Decir que el ejército es bueno “porque viene del pueblo” es querer dar atole con el dedo, pues los militares son instruidos para matar lo que “el mando civil” personificado por el “presidente de México” le ordene. Y por muy “del pueblo” que se quiera presentar el militar está armado y “listo para el combate”. Hoy su “cara civil” se ha buscado resaltar mediante diversas acciones, pero la historia de sangre e impunidad para nadie es ajena. Aunque es cierto que en el intento de un golpe de estado es mejor “tener de amigo” a los militares.
La oligarquía no ha quitado el dedo del renglón sobre la posibilidad de generar un golpe de estado dada su historia de no respetar ni las mismas reglas electorales creadas por y para favorecerla. Ahora que con sus propias reglas no ve por dónde pueda seguir engatusando a la gente, ha desatado una campaña de violencia “informativa” con mentiras, calumnias, morbo y tirando mierda hacia todo lo que no se mueva en su favor.
Entre eso y la credulidad de sí que tiene el reformismo imperante en la “4T”, el caldo de cultivo para generar confusión, introducir morbo y miedo, diseminar zozobra, es mayor mientras “nuestro refugio” siga siendo “que todo está bien”. La desorganización (o el espontaneísmo si se prefiere decir así) que muestra “el pueblo de México” contrasta con la violencia provocadora que la oligarquía orquesta en forma sistemática.

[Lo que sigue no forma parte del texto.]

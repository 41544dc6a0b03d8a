//! Shutdown signalling.
//!
//! SIGTERM and SIGINT (Ctrl+C elsewhere) flip a watch channel that the HTTP
//! server and background tasks wait on.

use std::sync::Arc;

use tokio::sync::watch;
use tracing::{debug, info, warn};

/// Listens for termination signals and fans them out.
pub struct SignalHandler {
    shutdown_tx: Arc<watch::Sender<bool>>,
    shutdown_rx: watch::Receiver<bool>,
}

impl Default for SignalHandler {
    fn default() -> Self {
        Self::new()
    }
}

impl SignalHandler {
    pub fn new() -> Self {
        let (shutdown_tx, shutdown_rx) = watch::channel(false);
        Self {
            shutdown_tx: Arc::new(shutdown_tx),
            shutdown_rx,
        }
    }

    /// Spawns the signal listener task.
    ///
    /// If a handler cannot be installed the server keeps running and can
    /// only be stopped through [`ShutdownHandle::trigger`] or by the process
    /// being killed.
    #[cfg(unix)]
    pub fn spawn_listener(&self) {
        use tokio::signal::unix::{SignalKind, signal};

        let shutdown_tx = self.shutdown_tx.clone();
        tokio::spawn(async move {
            let (mut sigterm, mut sigint) =
                match (signal(SignalKind::terminate()), signal(SignalKind::interrupt())) {
                    (Ok(term), Ok(int)) => (term, int),
                    (Err(e), _) | (_, Err(e)) => {
                        warn!(error = %e, "failed to install signal handlers");
                        return;
                    }
                };

            tokio::select! {
                _ = sigterm.recv() => info!("received SIGTERM, shutting down"),
                _ = sigint.recv() => info!("received SIGINT, shutting down"),
            }
            let _ = shutdown_tx.send(true);
            debug!("signal listener stopped");
        });
    }

    #[cfg(not(unix))]
    pub fn spawn_listener(&self) {
        let shutdown_tx = self.shutdown_tx.clone();
        tokio::spawn(async move {
            match tokio::signal::ctrl_c().await {
                Ok(()) => {
                    info!("received Ctrl+C, shutting down");
                    let _ = shutdown_tx.send(true);
                }
                Err(e) => warn!(error = %e, "failed to listen for Ctrl+C"),
            }
        });
    }

    pub fn is_shutdown(&self) -> bool {
        *self.shutdown_rx.borrow()
    }

    pub fn trigger_shutdown(&self) {
        let _ = self.shutdown_tx.send(true);
    }

    /// A cloneable handle for components that stop on shutdown.
    pub fn shutdown_handle(&self) -> ShutdownHandle {
        ShutdownHandle {
            tx: self.shutdown_tx.clone(),
            rx: self.shutdown_rx.clone(),
        }
    }
}

#[derive(Clone)]
pub struct ShutdownHandle {
    tx: Arc<watch::Sender<bool>>,
    rx: watch::Receiver<bool>,
}

impl ShutdownHandle {
    pub fn trigger(&self) {
        let _ = self.tx.send(true);
    }

    pub fn is_shutdown(&self) -> bool {
        *self.rx.borrow()
    }

    /// Completes once shutdown has been triggered.
    pub async fn wait(&self) {
        let mut rx = self.rx.clone();
        // An error means every sender is gone, which only happens at exit.
        let _ = rx.wait_for(|stop| *stop).await;
    }
}

#[cfg(test)]
mod tests {
    use super::*;
    use std::time::Duration;

    #[tokio::test]
    async fn trigger_is_seen_by_handles() {
        let handler = SignalHandler::new();
        let handle = handler.shutdown_handle();
        assert!(!handler.is_shutdown());
        assert!(!handle.is_shutdown());

        handler.trigger_shutdown();
        assert!(handler.is_shutdown());
        assert!(handle.is_shutdown());
    }

    #[tokio::test]
    async fn wait_completes_after_trigger() {
        let handler = SignalHandler::new();
        let handle = handler.shutdown_handle();

        let waiter = {
            let handle = handle.clone();
            tokio::spawn(async move { handle.wait().await })
        };
        tokio::time::sleep(Duration::from_millis(10)).await;
        handle.trigger();

        let result = tokio::time::timeout(Duration::from_millis(100), waiter).await;
        assert!(result.is_ok());
        assert!(handler.is_shutdown());
    }

    #[tokio::test]
    async fn wait_returns_at_once_when_already_stopped() {
        let handler = SignalHandler::new();
        handler.trigger_shutdown();
        let handle = handler.shutdown_handle();
        tokio::time::timeout(Duration::from_millis(50), handle.wait())
            .await
            .unwrap();
    }
}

Pero “dormirse en sus laureles” es tan fatídico y a la vez a eso le apuesta la oligarquía para que, sin que se eche de ver, lo mucho o poco que se ha hecho a partir del 2018 “sea cuestionado” porque “nada ha cambiado”. El dilema entonces entre echar las campanas al vuelo porque nunca antes un gobierno había hecho tanto como el de la “4T” o afirmar que “todo sigue igual” porque “todos son lo mismo”, es el callejón sin salida al que la oligarquía quiere llegar.

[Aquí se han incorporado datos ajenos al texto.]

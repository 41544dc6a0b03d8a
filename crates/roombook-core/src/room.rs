//! Room descriptors and the read-only registry built from configuration.

use std::collections::hash_map::Entry;
use std::collections::{HashMap, HashSet};
use std::fmt;
use std::sync::Arc;

use serde::{Deserialize, Serialize};
use url::Url;

use crate::error::{CoreError, Result};

/// Who may book a room.
#[derive(Debug, Clone, Copy, PartialEq, Eq, Hash, Serialize, Deserialize)]
#[serde(rename_all = "lowercase")]
pub enum AccessLevel {
    Yellow,
    Red,
    Special,
}

impl AccessLevel {
    pub fn as_str(&self) -> &'static str {
        match self {
            Self::Yellow => "yellow",
            Self::Red => "red",
            Self::Special => "special",
        }
    }
}

/// Where a room's calendar lives upstream.
#[derive(Debug, Clone, PartialEq, Eq, Hash, Serialize)]
#[serde(tag = "kind", content = "value", rename_all = "snake_case")]
pub enum ResourceIdentifier {
    /// Exchange resource mailbox address, queried through EWS free/busy.
    Mailbox(String),
    /// Published ICS feed of the resource calendar.
    IcsUrl(Url),
}

impl ResourceIdentifier {
    /// Lookup key used by [`RoomRegistry::by_resource`].
    fn lookup_key(&self) -> String {
        match self {
            Self::Mailbox(address) => address.to_ascii_lowercase(),
            Self::IcsUrl(url) => url.as_str().to_string(),
        }
    }
}

impl fmt::Display for ResourceIdentifier {
    fn fmt(&self, f: &mut fmt::Formatter<'_>) -> fmt::Result {
        match self {
            Self::Mailbox(address) => write!(f, "mailbox:{address}"),
            Self::IcsUrl(url) => write!(f, "ics:{url}"),
        }
    }
}

/// An immutable, validated room descriptor.
#[derive(Debug, Clone, PartialEq, Eq, Serialize)]
pub struct Room {
    pub id: String,
    pub title: String,
    pub short_name: String,
    pub resource: ResourceIdentifier,
    pub capacity: Option<u32>,
    pub access_level: Option<AccessLevel>,
    pub restrict_daytime: bool,
    /// Room number in the My University booking system.
    pub my_uni_id: Option<u32>,
}

impl Room {
    /// Returns `true` for rooms hidden from "all rooms" listings by default.
    pub fn is_red(&self) -> bool {
        self.access_level == Some(AccessLevel::Red)
    }
}

/// A room entry as written in configuration, before validation.
#[derive(Debug, Clone, Default, PartialEq, Eq, Serialize, Deserialize)]
#[serde(default)]
pub struct RoomSpec {
    pub id: Option<String>,
    pub title: Option<String>,
    pub short_name: Option<String>,
    pub mailbox: Option<String>,
    pub ics_url: Option<String>,
    pub capacity: Option<u32>,
    pub access_level: Option<AccessLevel>,
    pub restrict_daytime: bool,
    pub my_uni_id: Option<u32>,
}

impl RoomSpec {
    /// Starts a spec for a mailbox-backed room.
    pub fn mailbox(
        id: impl Into<String>,
        title: impl Into<String>,
        short_name: impl Into<String>,
        mailbox: impl Into<String>,
    ) -> Self {
        Self {
            id: Some(id.into()),
            title: Some(title.into()),
            short_name: Some(short_name.into()),
            mailbox: Some(mailbox.into()),
            ..Self::default()
        }
    }

    #[must_use]
    pub fn with_access_level(mut self, level: AccessLevel) -> Self {
        self.access_level = Some(level);
        self
    }

    #[must_use]
    pub fn with_capacity(mut self, capacity: u32) -> Self {
        self.capacity = Some(capacity);
        self
    }

    #[must_use]
    pub fn with_restrict_daytime(mut self, restrict: bool) -> Self {
        self.restrict_daytime = restrict;
        self
    }

    #[must_use]
    pub fn with_my_uni_id(mut self, id: u32) -> Self {
        self.my_uni_id = Some(id);
        self
    }

    fn validate(self, index: usize) -> Result<Room> {
        let id = required(self.id, index, "id")?;
        let title = required(self.title, index, "title")?;
        let short_name = required(self.short_name, index, "short_name")?;

        let mailbox = self.mailbox.filter(|m| !m.trim().is_empty());
        let ics_url = self.ics_url.filter(|u| !u.trim().is_empty());
        let resource = match (mailbox, ics_url) {
            (Some(address), None) => {
                if !address.contains('@') {
                    return Err(CoreError::invalid_resource(
                        id,
                        format!("mailbox `{address}` is not an email address"),
                    ));
                }
                ResourceIdentifier::Mailbox(address.trim().to_string())
            }
            (None, Some(raw)) => {
                let url = Url::parse(raw.trim()).map_err(|e| {
                    CoreError::invalid_resource(&id, format!("invalid ics_url: {e}"))
                })?;
                if !matches!(url.scheme(), "http" | "https") {
                    return Err(CoreError::invalid_resource(
                        id,
                        format!("unsupported ics_url scheme `{}`", url.scheme()),
                    ));
                }
                ResourceIdentifier::IcsUrl(url)
            }
            (Some(_), Some(_)) => {
                return Err(CoreError::invalid_resource(
                    id,
                    "set either mailbox or ics_url, not both",
                ));
            }
            (None, None) => {
                return Err(CoreError::MissingField {
                    index,
                    field: "mailbox or ics_url",
                });
            }
        };

        Ok(Room {
            id,
            title,
            short_name,
            resource,
            capacity: self.capacity,
            access_level: self.access_level,
            restrict_daytime: self.restrict_daytime,
            my_uni_id: self.my_uni_id,
        })
    }
}

fn required(value: Option<String>, index: usize, field: &'static str) -> Result<String> {
    match value {
        Some(v) if !v.trim().is_empty() => Ok(v.trim().to_string()),
        _ => Err(CoreError::MissingField { index, field }),
    }
}

/// One person allowed into a room, as written under `[access_lists]`.
#[derive(Debug, Clone, PartialEq, Eq, Serialize, Deserialize)]
pub struct AccessEntry {
    pub email: String,
    #[serde(default, skip_serializing_if = "Option::is_none")]
    pub name: Option<String>,
}

impl AccessEntry {
    pub fn new(email: impl Into<String>) -> Self {
        Self {
            email: email.into(),
            name: None,
        }
    }
}

/// The static set of rooms, fixed after [`RoomRegistry::load`].
#[derive(Debug, Clone, Default)]
pub struct RoomRegistry {
    rooms: Vec<Arc<Room>>,
    by_id: HashMap<String, usize>,
    by_resource: HashMap<String, usize>,
    by_my_uni_id: HashMap<u32, usize>,
    /// Lowercased email to the room ids it is listed for.
    access: HashMap<String, HashSet<String>>,
}

impl RoomRegistry {
    /// Validates every entry and builds the registry.
    ///
    /// Fails on the first entry with a missing required field, an unusable
    /// resource, or an id already seen.
    pub fn load(specs: impl IntoIterator<Item = RoomSpec>) -> Result<Self> {
        let mut registry = Self::default();
        for (index, spec) in specs.into_iter().enumerate() {
            let room = spec.validate(index)?;
            let position = registry.rooms.len();
            match registry.by_id.entry(room.id.clone()) {
                Entry::Occupied(_) => return Err(CoreError::DuplicateRoom(room.id)),
                Entry::Vacant(slot) => {
                    slot.insert(position);
                }
            }
            registry
                .by_resource
                .entry(room.resource.lookup_key())
                .or_insert(position);
            if let Some(my_uni_id) = room.my_uni_id {
                registry.by_my_uni_id.entry(my_uni_id).or_insert(position);
            }
            registry.rooms.push(Arc::new(room));
        }
        tracing::debug!(rooms = registry.rooms.len(), "room registry loaded");
        Ok(registry)
    }

    /// Attaches per-room access lists.
    ///
    /// Every key must name a loaded room. Emails match case-insensitively.
    pub fn with_access_lists<I, L>(mut self, lists: I) -> Result<Self>
    where
        I: IntoIterator<Item = (String, L)>,
        L: IntoIterator<Item = AccessEntry>,
    {
        for (room_id, entries) in lists {
            if !self.by_id.contains_key(&room_id) {
                return Err(CoreError::UnknownAccessListRoom(room_id));
            }
            for entry in entries {
                let email = entry.email.trim().to_ascii_lowercase();
                if email.is_empty() {
                    continue;
                }
                self.access.entry(email).or_default().insert(room_id.clone());
            }
        }
        tracing::debug!(people = self.access.len(), "access lists loaded");
        Ok(self)
    }

    /// Whether `email` is on the access list of `room_id`.
    pub fn has_access(&self, email: &str, room_id: &str) -> bool {
        self.access
            .get(&email.trim().to_ascii_lowercase())
            .is_some_and(|rooms| rooms.contains(room_id))
    }

    /// Rooms whose access list names `email`, in configuration order.
    pub fn rooms_for(&self, email: &str) -> Vec<Arc<Room>> {
        let Some(ids) = self.access.get(&email.trim().to_ascii_lowercase()) else {
            return Vec::new();
        };
        self.rooms
            .iter()
            .filter(|room| ids.contains(&room.id))
            .cloned()
            .collect()
    }

    /// Rooms a caller sees when asking for "all".
    ///
    /// Red rooms appear with `include_red`, or when `email` is on their
    /// access list.
    pub fn visible(&self, include_red: bool, email: Option<&str>) -> Vec<Arc<Room>> {
        self.rooms
            .iter()
            .filter(|room| {
                include_red
                    || !room.is_red()
                    || email.is_some_and(|email| self.has_access(email, &room.id))
            })
            .cloned()
            .collect()
    }

    /// Looks up a room by id.
    pub fn get(&self, id: &str) -> Option<&Arc<Room>> {
        self.by_id.get(id).map(|&i| &self.rooms[i])
    }

    /// Looks up a room by mailbox address (case-insensitive) or ICS URL.
    pub fn by_resource(&self, resource: &str) -> Option<&Arc<Room>> {
        let key = if resource.contains('@') && !resource.contains("://") {
            resource.to_ascii_lowercase()
        } else {
            resource.to_string()
        };
        self.by_resource.get(&key).map(|&i| &self.rooms[i])
    }

    /// Looks up a room by its My University number.
    pub fn by_my_uni_id(&self, id: u32) -> Option<&Arc<Room>> {
        self.by_my_uni_id.get(&id).map(|&i| &self.rooms[i])
    }

    /// Rooms in configuration order; red-access rooms only with `include_red`.
    pub fn all(&self, include_red: bool) -> Vec<Arc<Room>> {
        self.visible(include_red, None)
    }

    pub fn len(&self) -> usize {
        self.rooms.len()
    }

    pub fn is_empty(&self) -> bool {
        self.rooms.is_empty()
    }
}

Justificar un golpe de estado no sólo se realiza luego de su ejecución. Prepararlo, adosarlo con distintas formas que parezcan “legítimas” (como las marchas “a favor del INE” por ejemplo) es lo que la burguesía con sus distintas caretas ha promovido en cualquier parte del mundo, donde avizora amenaza posible (por mínima que sea) para dejar de ser lo que es como clase social. En la lucha de clases, que es como decir la política en los hechos, no existe ingenuidad que tarde o temprano los acontecimientos nos revelen “como equivocación”.